Problem requirements: I would like each line of the data that holds the word "backed" copied out.

Data extract:
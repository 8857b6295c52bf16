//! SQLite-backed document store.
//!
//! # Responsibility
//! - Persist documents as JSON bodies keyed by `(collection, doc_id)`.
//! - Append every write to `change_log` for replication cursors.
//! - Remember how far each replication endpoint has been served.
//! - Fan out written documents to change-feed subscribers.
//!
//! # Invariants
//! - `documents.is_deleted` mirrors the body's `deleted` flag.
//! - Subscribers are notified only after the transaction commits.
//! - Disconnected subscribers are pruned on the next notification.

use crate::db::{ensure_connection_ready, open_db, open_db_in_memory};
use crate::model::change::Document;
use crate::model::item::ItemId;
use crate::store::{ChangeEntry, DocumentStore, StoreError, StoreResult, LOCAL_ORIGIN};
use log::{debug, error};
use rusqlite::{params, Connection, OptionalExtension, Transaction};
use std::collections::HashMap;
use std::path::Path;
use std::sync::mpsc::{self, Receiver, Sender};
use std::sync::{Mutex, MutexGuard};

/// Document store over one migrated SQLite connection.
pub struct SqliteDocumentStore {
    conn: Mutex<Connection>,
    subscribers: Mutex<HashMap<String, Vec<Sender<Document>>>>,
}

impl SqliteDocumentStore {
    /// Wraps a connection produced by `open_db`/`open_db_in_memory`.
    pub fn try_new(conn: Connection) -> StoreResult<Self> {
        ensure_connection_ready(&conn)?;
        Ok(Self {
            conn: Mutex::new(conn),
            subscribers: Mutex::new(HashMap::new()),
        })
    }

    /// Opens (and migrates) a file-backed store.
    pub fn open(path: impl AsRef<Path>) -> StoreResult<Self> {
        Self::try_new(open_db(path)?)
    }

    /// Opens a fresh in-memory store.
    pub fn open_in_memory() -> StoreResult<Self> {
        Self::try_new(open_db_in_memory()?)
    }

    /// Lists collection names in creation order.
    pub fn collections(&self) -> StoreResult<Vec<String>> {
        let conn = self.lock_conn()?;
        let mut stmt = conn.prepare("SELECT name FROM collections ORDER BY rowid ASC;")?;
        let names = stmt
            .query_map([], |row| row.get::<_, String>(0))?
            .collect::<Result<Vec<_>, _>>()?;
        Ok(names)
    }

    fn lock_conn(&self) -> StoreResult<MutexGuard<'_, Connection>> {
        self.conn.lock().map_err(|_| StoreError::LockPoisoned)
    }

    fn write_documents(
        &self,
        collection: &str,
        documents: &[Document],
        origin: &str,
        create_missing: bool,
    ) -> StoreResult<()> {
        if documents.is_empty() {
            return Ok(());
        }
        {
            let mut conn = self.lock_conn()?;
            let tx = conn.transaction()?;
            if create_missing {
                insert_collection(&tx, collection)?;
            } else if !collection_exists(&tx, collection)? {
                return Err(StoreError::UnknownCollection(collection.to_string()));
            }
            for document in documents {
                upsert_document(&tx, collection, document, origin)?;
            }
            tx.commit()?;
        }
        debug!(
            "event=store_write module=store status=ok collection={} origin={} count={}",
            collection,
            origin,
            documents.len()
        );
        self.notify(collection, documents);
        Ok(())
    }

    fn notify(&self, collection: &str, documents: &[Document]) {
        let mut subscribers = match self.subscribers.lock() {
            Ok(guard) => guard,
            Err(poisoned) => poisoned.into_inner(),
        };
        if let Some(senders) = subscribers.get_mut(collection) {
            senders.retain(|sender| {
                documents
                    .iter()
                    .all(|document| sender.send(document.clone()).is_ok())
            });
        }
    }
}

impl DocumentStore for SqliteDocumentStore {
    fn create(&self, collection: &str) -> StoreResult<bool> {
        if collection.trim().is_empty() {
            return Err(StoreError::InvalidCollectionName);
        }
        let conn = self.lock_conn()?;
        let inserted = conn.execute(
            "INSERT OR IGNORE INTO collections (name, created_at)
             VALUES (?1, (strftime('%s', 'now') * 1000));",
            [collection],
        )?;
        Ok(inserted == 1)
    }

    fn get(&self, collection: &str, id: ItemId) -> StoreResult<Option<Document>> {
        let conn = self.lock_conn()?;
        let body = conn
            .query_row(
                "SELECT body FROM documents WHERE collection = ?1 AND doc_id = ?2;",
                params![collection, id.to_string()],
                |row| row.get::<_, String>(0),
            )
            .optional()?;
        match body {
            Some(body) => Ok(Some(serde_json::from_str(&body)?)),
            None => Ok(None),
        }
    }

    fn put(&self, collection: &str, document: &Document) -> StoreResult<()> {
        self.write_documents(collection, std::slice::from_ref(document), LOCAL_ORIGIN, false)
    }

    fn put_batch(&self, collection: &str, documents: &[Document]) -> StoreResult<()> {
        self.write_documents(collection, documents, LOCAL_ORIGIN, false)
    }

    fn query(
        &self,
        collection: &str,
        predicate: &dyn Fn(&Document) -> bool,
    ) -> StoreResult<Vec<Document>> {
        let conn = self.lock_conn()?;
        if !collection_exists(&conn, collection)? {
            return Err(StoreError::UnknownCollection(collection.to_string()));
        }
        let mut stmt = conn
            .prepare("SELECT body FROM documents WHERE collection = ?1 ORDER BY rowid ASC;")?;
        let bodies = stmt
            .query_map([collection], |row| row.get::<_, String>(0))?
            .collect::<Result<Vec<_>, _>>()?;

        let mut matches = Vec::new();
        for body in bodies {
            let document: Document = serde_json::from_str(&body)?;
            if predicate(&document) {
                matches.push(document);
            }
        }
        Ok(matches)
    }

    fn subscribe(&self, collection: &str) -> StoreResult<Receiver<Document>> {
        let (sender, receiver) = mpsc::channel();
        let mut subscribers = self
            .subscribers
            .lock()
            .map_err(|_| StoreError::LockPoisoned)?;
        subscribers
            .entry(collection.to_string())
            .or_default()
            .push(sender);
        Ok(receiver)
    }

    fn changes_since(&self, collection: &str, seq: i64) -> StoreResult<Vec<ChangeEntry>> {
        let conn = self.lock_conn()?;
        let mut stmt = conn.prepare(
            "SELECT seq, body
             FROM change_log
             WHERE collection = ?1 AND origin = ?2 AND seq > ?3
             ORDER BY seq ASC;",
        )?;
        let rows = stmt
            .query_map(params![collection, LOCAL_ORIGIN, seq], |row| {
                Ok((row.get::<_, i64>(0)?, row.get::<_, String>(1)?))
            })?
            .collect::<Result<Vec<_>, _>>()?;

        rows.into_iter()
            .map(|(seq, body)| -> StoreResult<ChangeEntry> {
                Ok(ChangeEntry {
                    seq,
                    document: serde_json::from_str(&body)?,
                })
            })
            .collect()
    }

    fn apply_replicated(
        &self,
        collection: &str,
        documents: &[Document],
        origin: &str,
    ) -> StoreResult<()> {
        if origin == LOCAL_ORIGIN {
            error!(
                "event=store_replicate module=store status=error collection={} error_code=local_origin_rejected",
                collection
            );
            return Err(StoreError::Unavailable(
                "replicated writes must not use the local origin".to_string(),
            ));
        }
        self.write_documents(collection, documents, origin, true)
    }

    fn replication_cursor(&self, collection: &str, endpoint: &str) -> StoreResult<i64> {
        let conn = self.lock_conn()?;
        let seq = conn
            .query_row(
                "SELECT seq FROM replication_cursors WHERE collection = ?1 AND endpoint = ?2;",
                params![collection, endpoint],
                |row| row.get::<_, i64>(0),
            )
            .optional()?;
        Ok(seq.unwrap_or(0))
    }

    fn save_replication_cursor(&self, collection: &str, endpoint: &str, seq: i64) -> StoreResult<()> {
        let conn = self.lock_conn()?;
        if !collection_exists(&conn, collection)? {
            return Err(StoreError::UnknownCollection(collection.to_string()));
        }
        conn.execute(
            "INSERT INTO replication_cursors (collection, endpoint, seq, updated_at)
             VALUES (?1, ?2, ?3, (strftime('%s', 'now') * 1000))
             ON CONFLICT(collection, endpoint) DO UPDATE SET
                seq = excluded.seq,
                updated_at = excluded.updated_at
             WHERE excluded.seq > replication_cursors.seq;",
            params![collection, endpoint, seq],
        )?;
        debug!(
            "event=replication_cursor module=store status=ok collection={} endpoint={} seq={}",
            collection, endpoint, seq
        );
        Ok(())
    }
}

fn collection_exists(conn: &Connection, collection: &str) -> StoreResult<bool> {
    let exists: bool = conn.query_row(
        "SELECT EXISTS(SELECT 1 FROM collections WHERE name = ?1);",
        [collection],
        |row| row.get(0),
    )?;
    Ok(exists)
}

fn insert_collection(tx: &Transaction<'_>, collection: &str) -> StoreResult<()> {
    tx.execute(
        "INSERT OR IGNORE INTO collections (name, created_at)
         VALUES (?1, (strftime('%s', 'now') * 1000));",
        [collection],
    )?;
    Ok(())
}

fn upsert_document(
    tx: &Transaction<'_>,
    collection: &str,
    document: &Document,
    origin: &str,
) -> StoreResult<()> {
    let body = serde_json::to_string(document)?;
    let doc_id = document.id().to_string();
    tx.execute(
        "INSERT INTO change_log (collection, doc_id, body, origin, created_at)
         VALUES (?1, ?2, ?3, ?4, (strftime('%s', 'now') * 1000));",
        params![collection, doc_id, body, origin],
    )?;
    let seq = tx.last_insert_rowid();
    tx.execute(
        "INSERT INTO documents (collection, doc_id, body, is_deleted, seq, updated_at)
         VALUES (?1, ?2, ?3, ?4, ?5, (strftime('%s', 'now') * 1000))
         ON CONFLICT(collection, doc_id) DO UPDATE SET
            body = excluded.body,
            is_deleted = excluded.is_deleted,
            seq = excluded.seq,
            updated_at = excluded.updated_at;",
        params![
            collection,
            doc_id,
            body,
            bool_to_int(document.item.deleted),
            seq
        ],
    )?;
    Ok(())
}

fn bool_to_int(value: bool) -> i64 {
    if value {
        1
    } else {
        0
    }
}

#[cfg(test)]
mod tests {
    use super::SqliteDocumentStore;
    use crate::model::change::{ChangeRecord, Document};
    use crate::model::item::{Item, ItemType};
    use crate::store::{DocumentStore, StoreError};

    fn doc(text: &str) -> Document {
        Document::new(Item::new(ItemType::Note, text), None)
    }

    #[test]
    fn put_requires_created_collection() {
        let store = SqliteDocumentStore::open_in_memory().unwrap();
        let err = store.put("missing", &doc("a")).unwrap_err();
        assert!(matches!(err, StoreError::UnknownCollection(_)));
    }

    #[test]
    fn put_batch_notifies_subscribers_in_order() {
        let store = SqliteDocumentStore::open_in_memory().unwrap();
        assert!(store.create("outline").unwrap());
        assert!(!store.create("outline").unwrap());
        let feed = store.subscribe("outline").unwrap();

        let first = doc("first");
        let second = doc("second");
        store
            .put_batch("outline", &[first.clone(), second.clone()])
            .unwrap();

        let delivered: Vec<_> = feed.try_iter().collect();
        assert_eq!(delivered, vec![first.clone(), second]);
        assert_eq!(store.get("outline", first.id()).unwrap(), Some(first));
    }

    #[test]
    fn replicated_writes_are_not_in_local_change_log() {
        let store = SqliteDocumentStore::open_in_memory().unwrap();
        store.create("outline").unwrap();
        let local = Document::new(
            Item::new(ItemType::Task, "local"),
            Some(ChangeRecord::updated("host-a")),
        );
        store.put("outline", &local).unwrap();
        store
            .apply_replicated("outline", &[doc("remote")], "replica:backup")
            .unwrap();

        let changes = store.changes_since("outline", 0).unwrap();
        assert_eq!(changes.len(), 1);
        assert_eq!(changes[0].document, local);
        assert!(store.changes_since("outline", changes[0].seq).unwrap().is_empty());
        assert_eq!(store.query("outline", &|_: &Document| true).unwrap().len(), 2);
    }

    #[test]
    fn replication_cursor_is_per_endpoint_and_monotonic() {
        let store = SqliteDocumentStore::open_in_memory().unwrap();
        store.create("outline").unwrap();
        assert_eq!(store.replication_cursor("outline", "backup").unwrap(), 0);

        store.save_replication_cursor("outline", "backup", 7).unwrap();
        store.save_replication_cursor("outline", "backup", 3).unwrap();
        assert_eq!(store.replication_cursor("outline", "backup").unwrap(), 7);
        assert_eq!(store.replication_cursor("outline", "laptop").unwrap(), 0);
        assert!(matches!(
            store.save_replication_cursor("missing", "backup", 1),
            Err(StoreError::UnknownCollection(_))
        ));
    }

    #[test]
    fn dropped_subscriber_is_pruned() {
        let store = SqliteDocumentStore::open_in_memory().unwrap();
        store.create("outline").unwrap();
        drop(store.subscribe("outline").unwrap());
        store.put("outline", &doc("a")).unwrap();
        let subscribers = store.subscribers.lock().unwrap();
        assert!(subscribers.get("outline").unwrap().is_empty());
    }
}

Answer for the task:
//! SQLite-backed document store.
    /// Opens (and migrates) a file-backed store.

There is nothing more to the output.